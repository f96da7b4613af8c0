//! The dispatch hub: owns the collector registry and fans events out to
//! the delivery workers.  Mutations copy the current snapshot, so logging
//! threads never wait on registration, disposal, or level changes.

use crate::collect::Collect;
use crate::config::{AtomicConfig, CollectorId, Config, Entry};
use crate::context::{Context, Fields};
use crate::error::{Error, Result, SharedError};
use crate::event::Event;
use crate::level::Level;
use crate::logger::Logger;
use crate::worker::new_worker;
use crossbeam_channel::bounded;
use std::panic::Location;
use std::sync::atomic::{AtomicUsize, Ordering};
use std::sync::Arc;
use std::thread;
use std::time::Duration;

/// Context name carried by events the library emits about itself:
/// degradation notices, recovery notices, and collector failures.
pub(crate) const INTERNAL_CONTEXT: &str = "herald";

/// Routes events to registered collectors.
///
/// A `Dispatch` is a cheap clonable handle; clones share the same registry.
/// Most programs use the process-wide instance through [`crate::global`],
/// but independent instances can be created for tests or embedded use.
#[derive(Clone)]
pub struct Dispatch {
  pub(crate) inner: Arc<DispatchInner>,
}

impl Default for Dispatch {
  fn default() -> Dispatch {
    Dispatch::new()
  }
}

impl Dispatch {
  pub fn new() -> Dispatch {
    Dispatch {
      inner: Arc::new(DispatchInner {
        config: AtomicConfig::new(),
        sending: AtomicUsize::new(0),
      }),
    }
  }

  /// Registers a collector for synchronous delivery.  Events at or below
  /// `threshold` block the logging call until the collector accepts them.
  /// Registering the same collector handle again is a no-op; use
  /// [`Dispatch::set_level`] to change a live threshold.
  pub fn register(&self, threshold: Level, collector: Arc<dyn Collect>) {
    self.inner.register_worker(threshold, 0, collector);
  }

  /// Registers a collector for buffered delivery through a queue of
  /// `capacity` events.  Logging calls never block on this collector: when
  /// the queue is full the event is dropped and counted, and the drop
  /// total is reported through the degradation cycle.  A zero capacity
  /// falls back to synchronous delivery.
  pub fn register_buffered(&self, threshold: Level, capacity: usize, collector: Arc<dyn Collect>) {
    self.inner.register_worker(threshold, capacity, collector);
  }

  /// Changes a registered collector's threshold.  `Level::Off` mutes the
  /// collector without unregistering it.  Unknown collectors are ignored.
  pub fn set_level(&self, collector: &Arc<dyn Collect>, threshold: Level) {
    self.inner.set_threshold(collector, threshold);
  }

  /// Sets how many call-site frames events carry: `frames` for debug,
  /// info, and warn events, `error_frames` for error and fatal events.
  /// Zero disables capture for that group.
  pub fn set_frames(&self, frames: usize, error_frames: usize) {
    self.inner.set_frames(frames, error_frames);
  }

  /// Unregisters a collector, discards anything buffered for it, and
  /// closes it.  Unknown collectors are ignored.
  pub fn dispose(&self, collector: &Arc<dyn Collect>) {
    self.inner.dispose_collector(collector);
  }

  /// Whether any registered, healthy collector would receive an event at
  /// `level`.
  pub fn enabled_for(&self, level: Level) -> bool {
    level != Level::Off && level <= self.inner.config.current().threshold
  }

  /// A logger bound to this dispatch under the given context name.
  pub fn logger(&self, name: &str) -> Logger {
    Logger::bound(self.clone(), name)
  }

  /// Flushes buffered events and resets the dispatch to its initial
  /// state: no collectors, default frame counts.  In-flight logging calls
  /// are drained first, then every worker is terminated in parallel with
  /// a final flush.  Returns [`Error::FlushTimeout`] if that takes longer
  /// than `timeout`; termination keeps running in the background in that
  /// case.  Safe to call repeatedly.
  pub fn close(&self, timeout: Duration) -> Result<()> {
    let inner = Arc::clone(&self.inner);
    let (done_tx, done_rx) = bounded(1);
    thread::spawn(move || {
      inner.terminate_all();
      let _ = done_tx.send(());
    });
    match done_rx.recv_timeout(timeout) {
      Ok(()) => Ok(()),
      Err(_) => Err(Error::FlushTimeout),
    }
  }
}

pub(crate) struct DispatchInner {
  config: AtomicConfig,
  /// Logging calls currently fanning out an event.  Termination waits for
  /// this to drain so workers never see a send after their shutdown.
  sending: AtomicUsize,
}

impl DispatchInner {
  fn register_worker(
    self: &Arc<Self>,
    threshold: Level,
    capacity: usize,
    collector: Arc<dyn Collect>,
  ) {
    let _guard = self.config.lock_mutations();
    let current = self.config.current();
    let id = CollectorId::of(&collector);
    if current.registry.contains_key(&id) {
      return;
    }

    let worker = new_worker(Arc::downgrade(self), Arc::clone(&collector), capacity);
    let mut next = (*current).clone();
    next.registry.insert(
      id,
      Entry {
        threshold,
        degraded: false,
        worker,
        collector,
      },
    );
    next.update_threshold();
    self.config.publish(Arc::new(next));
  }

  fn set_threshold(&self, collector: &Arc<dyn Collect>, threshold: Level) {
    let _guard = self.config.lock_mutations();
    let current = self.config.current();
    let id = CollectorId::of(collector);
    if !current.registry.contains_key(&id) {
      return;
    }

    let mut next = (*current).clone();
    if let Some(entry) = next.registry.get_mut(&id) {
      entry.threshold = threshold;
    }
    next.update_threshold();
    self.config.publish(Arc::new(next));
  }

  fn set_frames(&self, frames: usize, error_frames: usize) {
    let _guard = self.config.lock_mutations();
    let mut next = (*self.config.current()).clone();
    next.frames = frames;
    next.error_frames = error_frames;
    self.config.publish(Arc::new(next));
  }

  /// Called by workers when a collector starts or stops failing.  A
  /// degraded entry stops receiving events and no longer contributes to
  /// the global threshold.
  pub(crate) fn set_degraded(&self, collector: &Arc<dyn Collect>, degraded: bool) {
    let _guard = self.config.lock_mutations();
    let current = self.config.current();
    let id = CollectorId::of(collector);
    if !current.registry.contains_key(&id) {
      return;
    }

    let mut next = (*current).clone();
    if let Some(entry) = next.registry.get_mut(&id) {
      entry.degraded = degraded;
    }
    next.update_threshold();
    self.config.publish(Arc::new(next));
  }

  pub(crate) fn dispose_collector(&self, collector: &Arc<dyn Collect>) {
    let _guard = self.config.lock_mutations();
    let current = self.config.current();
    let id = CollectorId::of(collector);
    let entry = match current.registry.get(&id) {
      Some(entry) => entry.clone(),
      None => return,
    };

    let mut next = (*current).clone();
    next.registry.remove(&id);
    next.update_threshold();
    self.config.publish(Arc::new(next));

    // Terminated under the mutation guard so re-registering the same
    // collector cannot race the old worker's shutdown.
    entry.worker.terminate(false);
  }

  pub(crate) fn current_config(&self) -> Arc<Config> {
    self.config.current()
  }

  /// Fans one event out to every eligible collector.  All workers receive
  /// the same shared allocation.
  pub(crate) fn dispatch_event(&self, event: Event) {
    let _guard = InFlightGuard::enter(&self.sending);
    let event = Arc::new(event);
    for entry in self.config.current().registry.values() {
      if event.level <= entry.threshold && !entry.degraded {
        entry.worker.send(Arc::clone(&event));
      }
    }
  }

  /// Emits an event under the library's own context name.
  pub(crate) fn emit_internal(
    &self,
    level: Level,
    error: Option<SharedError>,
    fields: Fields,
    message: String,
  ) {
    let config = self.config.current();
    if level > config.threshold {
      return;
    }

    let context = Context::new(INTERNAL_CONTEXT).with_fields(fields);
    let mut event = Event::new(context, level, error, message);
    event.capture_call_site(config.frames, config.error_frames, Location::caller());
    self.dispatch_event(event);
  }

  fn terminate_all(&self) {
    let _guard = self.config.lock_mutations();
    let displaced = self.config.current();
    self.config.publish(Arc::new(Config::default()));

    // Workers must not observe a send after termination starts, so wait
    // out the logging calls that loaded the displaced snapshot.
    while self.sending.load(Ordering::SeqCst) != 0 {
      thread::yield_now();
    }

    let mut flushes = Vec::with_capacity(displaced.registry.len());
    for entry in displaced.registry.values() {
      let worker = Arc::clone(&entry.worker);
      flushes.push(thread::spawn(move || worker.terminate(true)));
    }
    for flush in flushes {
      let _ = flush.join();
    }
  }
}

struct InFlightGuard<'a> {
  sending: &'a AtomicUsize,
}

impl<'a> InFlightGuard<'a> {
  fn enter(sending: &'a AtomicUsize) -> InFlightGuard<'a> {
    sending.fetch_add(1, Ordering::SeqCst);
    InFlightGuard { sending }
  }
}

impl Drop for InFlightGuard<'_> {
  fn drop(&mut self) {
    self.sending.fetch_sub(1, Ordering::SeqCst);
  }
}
···
## WHAT YOU ARE ASKED TO DO
Filter the data down to the lines that contain the string "SharedError", and copy them.

## WRITTEN ANSWER
use crate::error::{Error, Result, SharedError};
    error: Option<SharedError>,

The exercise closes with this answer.